-- ACTION ITEM --
Pick out the lines below that contain the string "CaptureError" and copy them all.

-- DATA RECORDS --
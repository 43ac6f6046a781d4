use axum::http::StatusCode;
use axum::response::{IntoResponse, Response};
use axum::Json;
use serde::{Deserialize, Serialize};
use thiserror::Error;

use relay_common::spillover::StorageError;

#[derive(Debug, PartialEq, Eq, Deserialize, Serialize)]
#[serde(rename_all = "lowercase")]
pub enum CaptureResponseCode {
    Success,
    Error,
}

#[derive(Debug, PartialEq, Eq, Deserialize, Serialize)]
pub struct CaptureResponse {
    pub status: CaptureResponseCode,
    pub message: String,
}

#[derive(Error, Debug)]
pub enum CaptureError {
    #[error("failed to parse request: {0}")]
    RequestParsingError(#[from] serde_json::Error),
    #[error("request body is not a JSON object")]
    NotAnObject,
    #[error("event submitted without a profile")]
    MissingProfile,
    #[error("could not persist the event: {0}")]
    StorageError(#[from] StorageError),
}

impl IntoResponse for CaptureError {
    fn into_response(self) -> Response {
        let status = match self {
            CaptureError::RequestParsingError(_)
            | CaptureError::NotAnObject
            | CaptureError::MissingProfile => StatusCode::BAD_REQUEST,

            CaptureError::StorageError(_) => StatusCode::INTERNAL_SERVER_ERROR,
        };

        (
            status,
            Json(CaptureResponse {
                status: CaptureResponseCode::Error,
                message: self.to_string(),
            }),
        )
            .into_response()
    }
}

-- OUTPUT --
pub enum CaptureError {
impl IntoResponse for CaptureError {
            CaptureError::RequestParsingError(_)
            | CaptureError::NotAnObject
            | CaptureError::MissingProfile => StatusCode::BAD_REQUEST,
            CaptureError::StorageError(_) => StatusCode::INTERNAL_SERVER_ERROR,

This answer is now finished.